DATA FOR REVIEW Block Start

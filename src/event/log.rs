//! EventLog - append-only audit trail of a workflow run
//!
//! - Event: envelope with id + timestamp + kind
//! - EventKind: workflow, job and step level events
//! - EventLog: thread-safe, append-only log
//!
//! Step inputs are recorded after secret masking; outputs are recorded by
//! name only.

use std::sync::atomic::{AtomicU64, Ordering};
use std::sync::Arc;
use std::time::Instant;

use parking_lot::RwLock;

use serde::{Deserialize, Serialize};
use serde_json::Value;

/// Single event in the workflow execution log
#[derive(Debug, Clone, Serialize, Deserialize)]
pub struct Event {
    /// Monotonic sequence ID (for ordering)
    pub id: u64,
    /// Time since workflow start (ms)
    pub timestamp_ms: u64,
    pub kind: EventKind,
}

/// All event types (3 levels)
///
/// Uses Arc<str> for id fields to enable cheap cloning.
#[derive(Debug, Clone, Serialize, Deserialize, PartialEq)]
#[serde(tag = "type", rename_all = "snake_case")]
pub enum EventKind {
    // ═══════════════════════════════════════════
    // WORKFLOW LEVEL
    // ═══════════════════════════════════════════
    WorkflowStarted {
        workflow_id: String,
        name: String,
        job_count: usize,
        step_count: usize,
    },
    WorkflowCompleted {
        total_duration_ms: u64,
    },
    WorkflowFailed {
        error: String,
        failed_step: Option<Arc<str>>,
    },
    WorkflowCancelled {
        /// First step that did not run
        before_step: Option<Arc<str>>,
    },

    // ═══════════════════════════════════════════
    // JOB LEVEL
    // ═══════════════════════════════════════════
    JobStarted {
        job_id: Arc<str>,
        /// For-each iteration (0-based), if any
        iteration: Option<usize>,
    },
    JobSkipped {
        job_id: Arc<str>,
        condition: String,
    },
    JobCompleted {
        job_id: Arc<str>,
        iteration: Option<usize>,
    },
    JobFailed {
        job_id: Arc<str>,
        iteration: Option<usize>,
        error: String,
    },

    // ═══════════════════════════════════════════
    // STEP LEVEL
    // ═══════════════════════════════════════════
    /// Step invocation begins with resolved (masked) inputs
    StepStarted {
        step_id: Arc<str>,
        job_id: Arc<str>,
        inputs: Value,
        run_at_server: bool,
    },
    StepSkipped {
        step_id: Arc<str>,
        condition: String,
    },
    StepCompleted {
        step_id: Arc<str>,
        outputs: Vec<String>,
        duration_ms: u64,
    },
    StepFailed {
        step_id: Arc<str>,
        error: String,
        continue_on_error: bool,
        duration_ms: u64,
    },
    ValidationFailed {
        step_id: Arc<str>,
        expression: String,
    },
}

impl EventKind {
    /// Extract step_id if event is step-related
    pub fn step_id(&self) -> Option<&str> {
        match self {
            Self::StepStarted { step_id, .. }
            | Self::StepSkipped { step_id, .. }
            | Self::StepCompleted { step_id, .. }
            | Self::StepFailed { step_id, .. }
            | Self::ValidationFailed { step_id, .. } => Some(step_id),
            _ => None,
        }
    }

    /// Extract job_id if event is job-related
    pub fn job_id(&self) -> Option<&str> {
        match self {
            Self::JobStarted { job_id, .. }
            | Self::JobSkipped { job_id, .. }
            | Self::JobCompleted { job_id, .. }
            | Self::JobFailed { job_id, .. } => Some(job_id),
            Self::StepStarted { job_id, .. } => Some(job_id),
            _ => None,
        }
    }

    pub fn is_workflow_event(&self) -> bool {
        matches!(
            self,
            Self::WorkflowStarted { .. }
                | Self::WorkflowCompleted { .. }
                | Self::WorkflowFailed { .. }
                | Self::WorkflowCancelled { .. }
        )
    }
}

/// Thread-safe, append-only event log
#[derive(Clone)]
pub struct EventLog {
    events: Arc<RwLock<Vec<Event>>>,
    start_time: Instant,
    next_id: Arc<AtomicU64>,
}

impl EventLog {
    /// Create a new event log (call at workflow start)
    pub fn new() -> Self {
        Self {
            events: Arc::new(RwLock::new(Vec::new())),
            start_time: Instant::now(),
            next_id: Arc::new(AtomicU64::new(0)),
        }
    }

    /// Emit an event (thread-safe, returns event ID)
    pub fn emit(&self, kind: EventKind) -> u64 {
        let id = self.next_id.fetch_add(1, Ordering::SeqCst);
        let event = Event {
            id,
            timestamp_ms: self.start_time.elapsed().as_millis() as u64,
            kind,
        };

        self.events.write().push(event);
        id
    }

    /// Get all events (cloned - use `with_events` for zero-copy access)
    pub fn events(&self) -> Vec<Event> {
        self.events.read().clone()
    }

    /// Zero-copy access to events via callback
    ///
    /// Holds read lock for duration of callback - keep it short.
    pub fn with_events<T>(&self, f: impl FnOnce(&[Event]) -> T) -> T {
        f(&self.events.read())
    }

    /// Events of one step (every for-each iteration included)
    pub fn filter_step(&self, step_id: &str) -> Vec<Event> {
        self.with_events(|events| {
            events
                .iter()
                .filter(|e| e.kind.step_id() == Some(step_id))
                .cloned()
                .collect()
        })
    }

    pub fn workflow_events(&self) -> Vec<Event> {
        self.with_events(|events| {
            events
                .iter()
                .filter(|e| e.kind.is_workflow_event())
                .cloned()
                .collect()
        })
    }

    /// Count events for a specific step (no allocation)
    pub fn count_step(&self, step_id: &str) -> usize {
        self.with_events(|events| {
            events
                .iter()
                .filter(|e| e.kind.step_id() == Some(step_id))
                .count()
        })
    }

    /// Serialize to JSON for persistence/debugging
    pub fn to_json(&self) -> Value {
        self.with_events(|events| serde_json::to_value(events).unwrap_or(Value::Null))
    }

    pub fn len(&self) -> usize {
        self.events.read().len()
    }

    pub fn is_empty(&self) -> bool {
        self.len() == 0
    }
}

impl Default for EventLog {
    fn default() -> Self {
        Self::new()
    }
}

impl std::fmt::Debug for EventLog {
    fn fmt(&self, f: &mut std::fmt::Formatter<'_>) -> std::fmt::Result {
        f.debug_struct("EventLog")
            .field("len", &self.len())
            .finish()
    }
}

#[cfg(test)]
mod tests {
    use super::*;
    use serde_json::json;

    fn workflow_started(job_count: usize) -> EventKind {
        EventKind::WorkflowStarted {
            workflow_id: "wf-123".to_string(),
            name: "deploy".to_string(),
            job_count,
            step_count: job_count * 2,
        }
    }

    fn step_started(step_id: &str) -> EventKind {
        EventKind::StepStarted {
            step_id: step_id.into(),
            job_id: "main".into(),
            inputs: json!({}),
            run_at_server: false,
        }
    }

    #[test]
    fn eventkind_id_extraction() {
        assert_eq!(step_started("s1").step_id(), Some("s1"));
        assert_eq!(step_started("s1").job_id(), Some("main"));
        assert_eq!(workflow_started(2).step_id(), None);
        assert!(workflow_started(2).is_workflow_event());
        assert!(EventKind::WorkflowCancelled { before_step: None }.is_workflow_event());
    }

    #[test]
    fn eventkind_serializes_with_type_tag() {
        let kind = EventKind::StepCompleted {
            step_id: "greet".into(),
            outputs: vec!["message".into()],
            duration_ms: 150,
        };

        let json = serde_json::to_value(&kind).unwrap();
        assert_eq!(json["type"], "step_completed");
        assert_eq!(json["step_id"], "greet");
        assert_eq!(json["outputs"][0], "message");
    }

    #[test]
    fn eventkind_deserializes_from_tagged_json() {
        let json = json!({"type": "job_skipped", "job_id": "cleanup", "condition": "NULL == true"});
        let kind: EventKind = serde_json::from_value(json).unwrap();
        assert_eq!(
            kind,
            EventKind::JobSkipped {
                job_id: "cleanup".into(),
                condition: "NULL == true".into(),
            }
        );
    }

    #[test]
    fn eventlog_emit_returns_monotonic_ids() {
        let log = EventLog::new();
        assert!(log.is_empty());

        let id1 = log.emit(workflow_started(3));
        let id2 = log.emit(step_started("t1"));
        let id3 = log.emit(step_started("t2"));

        assert_eq!((id1, id2, id3), (0, 1, 2));
        assert_eq!(log.len(), 3);
    }

    #[test]
    fn eventlog_filter_step_returns_only_matching() {
        let log = EventLog::new();
        log.emit(workflow_started(1));
        log.emit(step_started("alpha"));
        log.emit(step_started("beta"));
        log.emit(EventKind::StepCompleted {
            step_id: "alpha".into(),
            outputs: vec![],
            duration_ms: 3,
        });

        assert_eq!(log.filter_step("alpha").len(), 2);
        assert_eq!(log.count_step("beta"), 1);
        assert_eq!(log.workflow_events().len(), 1);
    }

    #[test]
    fn eventlog_clones_share_storage() {
        let log = EventLog::new();
        log.emit(workflow_started(1));

        let cloned = log.clone();
        log.emit(step_started("t1"));
        assert_eq!(cloned.len(), 2);
        assert_eq!(cloned.to_json()[1]["kind"]["type"], "step_started");
    }
}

DATA FOR REVIEW Block End

== EXERCISE BRIEF ==
Look back at the entries above. Retype the line with "append-only event log", the line with "for-each iteration included)", and all lines in between.

== ANSWER SECTION ==
/// Thread-safe, append-only event log
#[derive(Clone)]
pub struct EventLog {
    events: Arc<RwLock<Vec<Event>>>,
    start_time: Instant,
    next_id: Arc<AtomicU64>,
}

impl EventLog {
    /// Create a new event log (call at workflow start)
    pub fn new() -> Self {
        Self {
            events: Arc::new(RwLock::new(Vec::new())),
            start_time: Instant::now(),
            next_id: Arc::new(AtomicU64::new(0)),
        }
    }

    /// Emit an event (thread-safe, returns event ID)
    pub fn emit(&self, kind: EventKind) -> u64 {
        let id = self.next_id.fetch_add(1, Ordering::SeqCst);
        let event = Event {
            id,
            timestamp_ms: self.start_time.elapsed().as_millis() as u64,
            kind,
        };

        self.events.write().push(event);
        id
    }

    /// Get all events (cloned - use `with_events` for zero-copy access)
    pub fn events(&self) -> Vec<Event> {
        self.events.read().clone()
    }

    /// Zero-copy access to events via callback
    ///
    /// Holds read lock for duration of callback - keep it short.
    pub fn with_events<T>(&self, f: impl FnOnce(&[Event]) -> T) -> T {
        f(&self.events.read())
    }

    /// Events of one step (every for-each iteration included)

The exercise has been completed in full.